The average F1 score of 0.78 by OCT-AI was much higher than that by attending physicians (0.58) and that by resident physicians (0.48) as shown in Fig. 3c. The range of F1 scores by OCT-AI on the 14 diseases was from the lowest of 0.48 on ERM (non-macular) to the highest of 0.91 on both SRF and CME. OCT-AI obtained good F1 scores for the diseases where enough training data were available. For these diseases with limited training data, e.g., FTMH (n = 75), RD (n = 79), IS/OS (n = 127) and LMH (n = 37), OCT-AI achieved F1 scores of 0.57, 0.51, 0.54 and 0.51, respectively, which were much lower than those by the attending ophthalmologist group. Overall, OCT-AI outperformed both ophthalmologist groups.

FPRs by OCT-AI on the 14 anomalies ranged from 0% to 11.01%, with the lowest on RD (0%) and the highest on Drusen (11.01%, Fig. 3d). The average FPR of OCT-AI was 3.69%, which was lower than that of the attending physicians (4.04%) but was higher than that of the resident physicians (2.86%). The worst FPRs by OCT-AI, attending physicians and resident physicians were 11.01% (Drusen), 11.97\% (ERM, non-macular), and 13.63% (ERM), respectively.

FNR for a disease represents the ratio of missed diseased regions among all annotated regions for the disease. Figure 3e shows FNR of 21.46% by OCT-AI, which was much better than that by the attending ophthalmologist group (40.79%) and that by the resident ophthalmologist group (58.00%). OCT-AI performed worst on FTMH (n = 75), RD (n = 79) and IS/OS (n = 127) with FNRs of 57.94%, 65.49% and 62.94%, respectively, where training data were limited. However, the attending ophthalmologist group performed relatively well, achieving corresponding FNR of 2.80%, 7.96% and 34.01%, illustrating that human experts were utilizing experience to conduct the diagnosis and the process was independent to the training dataset. On the contrary, human experts performed not well on CNV, Drusen and Retinoschisis (FNRs all above 66.00%) while OCT-AI performed much better because these three diseases had much more data for training (n = 477, 873 and 462, respectively).

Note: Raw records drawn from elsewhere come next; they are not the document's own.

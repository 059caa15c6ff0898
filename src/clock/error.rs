use chrono::NaiveDateTime;
use thiserror::Error;

#[derive(Debug, Clone, PartialEq, Eq, Error)]
pub enum ClockError {
    #[error("unknown timezone: {0}")]
    UnknownTimezone(String),
    #[error("local time {0} does not exist in the system timezone")]
    NonexistentLocalTime(NaiveDateTime),
}
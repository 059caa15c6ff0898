//! Hand angles and hour-number placement.
//!
//! Angles are degrees clockwise from 12 o'clock. Hand angles are used as
//! rotation transforms and are not normalized here; arc math normalizes
//! them itself.

use serde::{Deserialize, Serialize};

use super::timezone::TimeComponents;

/// How finely the second hand moves within one second.
#[derive(Debug, Clone, Copy, Default, PartialEq, Eq, Hash, Serialize, Deserialize)]
#[serde(rename_all = "kebab-case")]
pub enum SecondHandBehavior {
    /// One jump per second.
    Tick,
    /// Two jumps per second.
    TickHalf,
    /// Eight jumps per second.
    TickHighFreq,
    /// Continuous sweep.
    #[default]
    Smooth,
}

impl SecondHandBehavior {
    /// Refresh cadence in milliseconds needed to show this behavior faithfully.
    pub fn cadence_ms(self) -> u32 {
        match self {
            SecondHandBehavior::Smooth => 16,
            SecondHandBehavior::TickHalf => 500,
            SecondHandBehavior::TickHighFreq => 125,
            SecondHandBehavior::Tick => 1_000,
        }
    }
}

pub fn hour_angle(hour: u32, minute: u32) -> f64 {
    f64::from(hour % 12) * 30.0 + f64::from(minute) * 0.5
}

pub fn minute_angle(minute: u32) -> f64 {
    f64::from(minute) * 6.0
}

pub fn second_angle(second: u32, millisecond: u32, behavior: SecondHandBehavior) -> f64 {
    let s = f64::from(second);
    let ms = f64::from(millisecond);
    let position = match behavior {
        SecondHandBehavior::Tick => s,
        SecondHandBehavior::TickHalf => s + (ms / 500.0).floor() * 0.5,
        SecondHandBehavior::TickHighFreq => s + (ms / 125.0).floor() * 0.125,
        SecondHandBehavior::Smooth => s + ms / 1000.0,
    };
    position * 6.0
}

#[derive(Debug, Clone, Copy, PartialEq, Eq, Hash)]
pub enum HandKind {
    Hour,
    Minute,
    Second,
}

impl HandKind {
    pub const ALL: [HandKind; 3] = [HandKind::Hour, HandKind::Minute, HandKind::Second];

    pub fn angle(self, c: &TimeComponents, behavior: SecondHandBehavior) -> f64 {
        match self {
            HandKind::Hour => hour_angle(c.dial_hour(), c.minute),
            HandKind::Minute => minute_angle(c.minute),
            HandKind::Second => second_angle(c.second, c.millisecond, behavior),
        }
    }

    pub fn name(self) -> &'static str {
        match self {
            HandKind::Hour => "hour",
            HandKind::Minute => "minute",
            HandKind::Second => "second",
        }
    }
}

/// The three hand rotations for one instant.
#[derive(Debug, Clone, Copy, PartialEq)]
pub struct HandAngles {
    pub hour: f64,
    pub minute: f64,
    pub second: f64,
}

impl HandAngles {
    pub fn from_components(c: &TimeComponents, behavior: SecondHandBehavior) -> Self {
        Self {
            hour: HandKind::Hour.angle(c, behavior),
            minute: HandKind::Minute.angle(c, behavior),
            second: HandKind::Second.angle(c, behavior),
        }
    }

    pub fn get(&self, hand: HandKind) -> f64 {
        match hand {
            HandKind::Hour => self.hour,
            HandKind::Minute => self.minute,
            HandKind::Second => self.second,
        }
    }
}

#[derive(Debug, Clone, Copy, PartialEq, Eq)]
pub enum NumberTier {
    /// 12, 3, 6 and 9
    Primary,
    Secondary,
}

impl NumberTier {
    pub fn of(value: u32) -> Self {
        if value % 3 == 0 {
            NumberTier::Primary
        } else {
            NumberTier::Secondary
        }
    }
}

#[derive(Debug, Clone, Copy, PartialEq)]
pub struct NumberPlacement {
    pub value: u32,
    pub tier: NumberTier,
    pub x: f64,
    pub y: f64,
}

/// Places hour label `value` (1-12) on a circle of `clock_radius * radius_fraction`
/// around the clock center `(clock_radius, clock_radius)`.
pub fn number_position(value: u32, radius_fraction: f64, clock_radius: f64) -> NumberPlacement {
    let index = if value == 12 { 0 } else { value };
    let angle = (f64::from(index) * 30.0 - 90.0).to_radians();
    let radius = clock_radius * radius_fraction;
    NumberPlacement {
        value,
        tier: NumberTier::of(value),
        x: clock_radius + radius * angle.cos(),
        y: clock_radius + radius * angle.sin(),
    }
}

/// All twelve labels, 12 first and then clockwise.
pub fn number_placements(radius_fraction: f64, clock_radius: f64) -> Vec<NumberPlacement> {
    [12, 1, 2, 3, 4, 5, 6, 7, 8, 9, 10, 11]
        .into_iter()
        .map(|value| number_position(value, radius_fraction, clock_radius))
        .collect()
}
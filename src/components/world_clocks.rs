use dioxus::prelude::*;

use crate::components::Clock;
use crate::hooks::use_clock;
use crate::shared::types::{ClockHookOptions, ClockOptions};
use crate::utils::format::DisplayFormat;

const ZONES: &[(&str, &str)] = &[
    ("Rome", "Europe/Rome"),
    ("New York", "America/New_York"),
    ("Tokyo", "Asia/Tokyo"),
    ("Kolkata", "Asia/Kolkata"),
    ("Auckland", "Pacific/Auckland"),
    ("UTC", "UTC"),
];

#[allow(non_snake_case)]
#[component]
pub fn WorldClocks() -> Element {
    let mut twelve_hour = use_signal(|| false);

    rsx! {
        div { class: "toolbar",
            label {
                input {
                    r#type: "checkbox",
                    checked: twelve_hour(),
                    onchange: move |evt| twelve_hour.set(evt.checked()),
                }
                " 12-hour"
            }
        }
        div { class: "card-grid",
            for (city, zone) in ZONES.iter().copied() {
                ZoneCard { key: "{zone}", city, timezone: zone, twelve_hour: twelve_hour() }
            }
        }
    }
}

#[allow(non_snake_case)]
#[component]
fn ZoneCard(city: &'static str, timezone: &'static str, twelve_hour: bool) -> Element {
    let clock = use_clock(ClockHookOptions {
        timezone: timezone.to_string(),
        display: DisplayFormat {
            use_24_hours: !twelve_hour,
            pad_hours: true,
            pad_minutes: true,
            pad_seconds: true,
        },
        ..Default::default()
    });
    let data = &clock.data;
    let controls = clock.controls;
    let am_pm = data.am_pm.map(|m| format!(" {m}")).unwrap_or_default();
    let leap = if data.is_leap { " (leap year)" } else { "" };

    rsx! {
        div { class: "card",
            h2 { class: "card-title", "{city}" }
            Clock {
                options: ClockOptions {
                    size: 180.0,
                    timezone: Some(timezone.to_string()),
                    running: data.is_running,
                    ..Default::default()
                },
            }
            div { class: "readout", "{data.hours}:{data.minutes}:{data.seconds}{am_pm}" }
            p { class: "card-caption",
                "{data.year}-{data.month:02}-{data.day:02}, week {data.week}{leap}"
            }
            div { class: "controls",
                if data.is_running {
                    button { onclick: move |_| controls.pause(), "Pause" }
                } else {
                    button { onclick: move |_| controls.resume(), "Resume" }
                }
                button { onclick: move |_| controls.reset(), "Reset" }
            }
        }
    }
}
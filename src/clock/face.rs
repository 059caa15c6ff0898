//! Everything the `Clock` component draws for one instant, computed up front.

use chrono::{DateTime, Local, Utc};

use super::angles::{number_placements, HandAngles, HandKind, NumberPlacement, NumberTier};
use super::arcs::{hand_sector, SectorGeometry};
use super::color::ColorResolver;
use super::parse::parse_time_value_at;
use super::ticks::{tick_marks, TickKind, TickMark};
use super::timezone::{project, TimeComponents};
use crate::shared::types::{ArcOptions, ClockOptions, HandOptions};
use crate::utils::format::round2;

const HOUR_TICK_LENGTH: f64 = 0.1;
const HOUR_TICK_WIDTH: f64 = 0.008;
const MINUTE_TICK_LENGTH: f64 = 0.05;
const MINUTE_TICK_WIDTH: f64 = 0.003;
const COUNTERWEIGHT_LENGTH: f64 = 0.12;
const CENTER_DOT_SIZE: f64 = 0.02;
const NUMBER_FONT_SIZE: f64 = 0.065;

#[derive(Debug, Clone, PartialEq)]
pub struct HandGeometry {
    pub kind: HandKind,
    pub angle: f64,
    /// In px from the center.
    pub length: f64,
    pub thickness: f64,
    pub opacity: f64,
    pub color: String,
    pub visible: bool,
}

#[derive(Debug, Clone, PartialEq)]
pub struct TickStyle {
    pub length: f64,
    pub width: f64,
    pub opacity: f64,
    pub color: String,
}

#[derive(Debug, Clone, PartialEq)]
pub struct NumberLabel {
    pub placement: NumberPlacement,
    pub opacity: f64,
    pub color: String,
}

#[derive(Debug, Clone, PartialEq)]
pub struct ArcSector {
    pub hand: HandKind,
    pub geometry: SectorGeometry,
    pub opacity: f64,
    pub color: String,
}

#[derive(Debug, Clone, PartialEq)]
pub struct ClockFace {
    pub size: f64,
    pub radius: f64,
    /// Face fill; `None` leaves it to the stylesheet.
    pub face_color: Option<String>,
    pub components: TimeComponents,
    pub hands: Vec<HandGeometry>,
    pub counterweight: f64,
    pub counterweight_thickness: f64,
    pub center_dot: f64,
    pub ticks: Vec<TickMark>,
    pub hour_ticks: TickStyle,
    pub minute_ticks: TickStyle,
    pub numbers: Vec<NumberLabel>,
    pub number_font_size: f64,
    pub arcs: Vec<ArcSector>,
}

impl ClockFace {
    pub fn compute(
        options: &ClockOptions,
        instant: DateTime<Utc>,
        colors: &dyn ColorResolver,
    ) -> Self {
        let size = options.size;
        let radius = size / 2.0;
        let timezone = options.timezone.as_deref();
        let behavior = options.second_hand_behavior;
        let components = project(instant, timezone);
        let angles = HandAngles::from_components(&components, behavior);

        let hands = HandKind::ALL
            .into_iter()
            .map(|kind| {
                let hand = hand_options(options, kind);
                HandGeometry {
                    kind,
                    angle: angles.get(kind),
                    length: radius * hand.length,
                    thickness: size * hand.size,
                    opacity: round2(hand.opacity),
                    color: colors.resolve(hand.color.as_deref()),
                    visible: hand.opacity != 0.0,
                }
            })
            .collect();

        let numbers = number_placements(options.hour_numbers_distance, radius)
            .into_iter()
            .filter_map(|placement| {
                let (opacity, color) = match placement.tier {
                    NumberTier::Primary => (
                        options.primary_numbers_opacity,
                        &options.primary_numbers_color,
                    ),
                    NumberTier::Secondary => (
                        options.secondary_numbers_opacity,
                        &options.secondary_numbers_color,
                    ),
                };
                (opacity != 0.0).then(|| NumberLabel {
                    placement,
                    opacity: round2(opacity),
                    color: colors.resolve(color.as_deref()),
                })
            })
            .collect();

        // arc origins are read on the same local day as the displayed instant
        let today = instant.with_timezone(&Local);
        let arcs = HandKind::ALL
            .into_iter()
            .filter_map(|kind| {
                let arc = arc_options(options, kind);
                if !arc.enabled || arc.opacity == 0.0 {
                    return None;
                }
                let origin = parse_time_value_at(arc.from.as_ref(), today)
                    .map(|at| project(at, timezone));
                let geometry = hand_sector(
                    kind,
                    origin.as_ref(),
                    angles.get(kind),
                    behavior,
                    radius,
                    hand_options(options, kind).length,
                    arc.direction,
                );
                (!geometry.is_empty()).then(|| ArcSector {
                    hand: kind,
                    geometry,
                    opacity: round2(arc.opacity),
                    color: colors.resolve(arc.color.as_deref()),
                })
            })
            .collect();

        Self {
            size,
            radius,
            face_color: options
                .color
                .as_deref()
                .map(|color| colors.resolve(Some(color))),
            components,
            hands,
            counterweight: radius * COUNTERWEIGHT_LENGTH,
            counterweight_thickness: size * HandOptions::second().size * 3.0,
            center_dot: size * CENTER_DOT_SIZE,
            ticks: tick_marks(options.hour_ticks_opacity, options.minute_ticks_opacity),
            hour_ticks: TickStyle {
                length: radius * HOUR_TICK_LENGTH,
                width: size * HOUR_TICK_WIDTH,
                opacity: round2(options.hour_ticks_opacity),
                color: colors.resolve(options.hour_ticks_color.as_deref()),
            },
            minute_ticks: TickStyle {
                length: radius * MINUTE_TICK_LENGTH,
                width: size * MINUTE_TICK_WIDTH,
                opacity: round2(options.minute_ticks_opacity),
                color: colors.resolve(options.minute_ticks_color.as_deref()),
            },
            numbers,
            number_font_size: size * NUMBER_FONT_SIZE,
            arcs,
        }
    }

    pub fn hand(&self, kind: HandKind) -> Option<&HandGeometry> {
        self.hands.iter().find(|hand| hand.kind == kind)
    }

    pub fn tick_style(&self, kind: TickKind) -> &TickStyle {
        match kind {
            TickKind::Hour => &self.hour_ticks,
            TickKind::Minute => &self.minute_ticks,
        }
    }
}

fn hand_options(options: &ClockOptions, kind: HandKind) -> &HandOptions {
    match kind {
        HandKind::Hour => &options.hour_hand,
        HandKind::Minute => &options.minute_hand,
        HandKind::Second => &options.second_hand,
    }
}

fn arc_options(options: &ClockOptions, kind: HandKind) -> &ArcOptions {
    match kind {
        HandKind::Hour => &options.hours_arc,
        HandKind::Minute => &options.minutes_arc,
        HandKind::Second => &options.seconds_arc,
    }
}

Kappa is a metric used for consistency testing and the larger the better. Figure 3f shows a similar trend of that as FNR, e.g., for those diseases having limited data for training, the attending ophthalmologist group performed better than OCT-AI and vice versa. On average, OCT-AI (0.76) was much better than the attending physicians (0.60) and the resident physicians (0.47). The best Kappa achieved by OCT-AI were among those diseases having relatively more samples for training, e.g., SRF (Kappa = 0.88, n = 439), CME (Kappa = 0.85, n = 545) and HE (Kappa = 0.80, n = 656).

Four-fold cross-validation was conducted on the training dataset to assess the proposed OCT-AI model for classification of retinal anomalies. The training dataset was divided into four parts and the system was trained with three of the four parts and tested on the remaining part. This procedure was repeated four times such that each part was utilized for testing once. Performance metrics on each fold are listed in Table 2. Receiver operating characteristic (ROC) curves and area under the ROC curve (AUC) values are shown in Fig. 2b. All performance metrics on each of the parts show strong internal consistency, confirming the reliability of the data annotation process.

Table 2 Results of four-fold cross-validation on the training dataset (Averaged on the 14 retinal anomalies)

Analysis of OCT-AI failure cases

FPR and FNR are critical metrics for evaluating detection model performance. As shown in Supplementary Fig. 2a, b, we use a quantitative approach based on conditional false positive rate and conditional false negative rate to reveal inter-anomaly misclassification correlations. 1) Correlation of Conditional False Positive– Target False Negative: For all false-positive eyes of a certain conditional anomaly, calculate the false negative rate of other target anomalies (Supplementary Fig. 2a). Specifically, all false-positive cases for each anomaly were input to the model and estimated the false negative rate of other anomalies (e.g., Among all RD false-positive eyes, PVD false negative rate = 18.86%, ERM false negative rate = 15.2%). 2) Correlation of Conditional False Negative – Target False Positive: For all false-negative eyes of a certain conditional anomaly, calculate the false positive rate of other target anomalies (Supplementary Fig. 2b). Specifically, all false-negative cases for each anomaly were input to the model and estimated the false positive rate of other anomalies (e.g., Among all RD false-negative cases, PVD false positive rate = 32.02%, ERM false positive rate = 13.98%).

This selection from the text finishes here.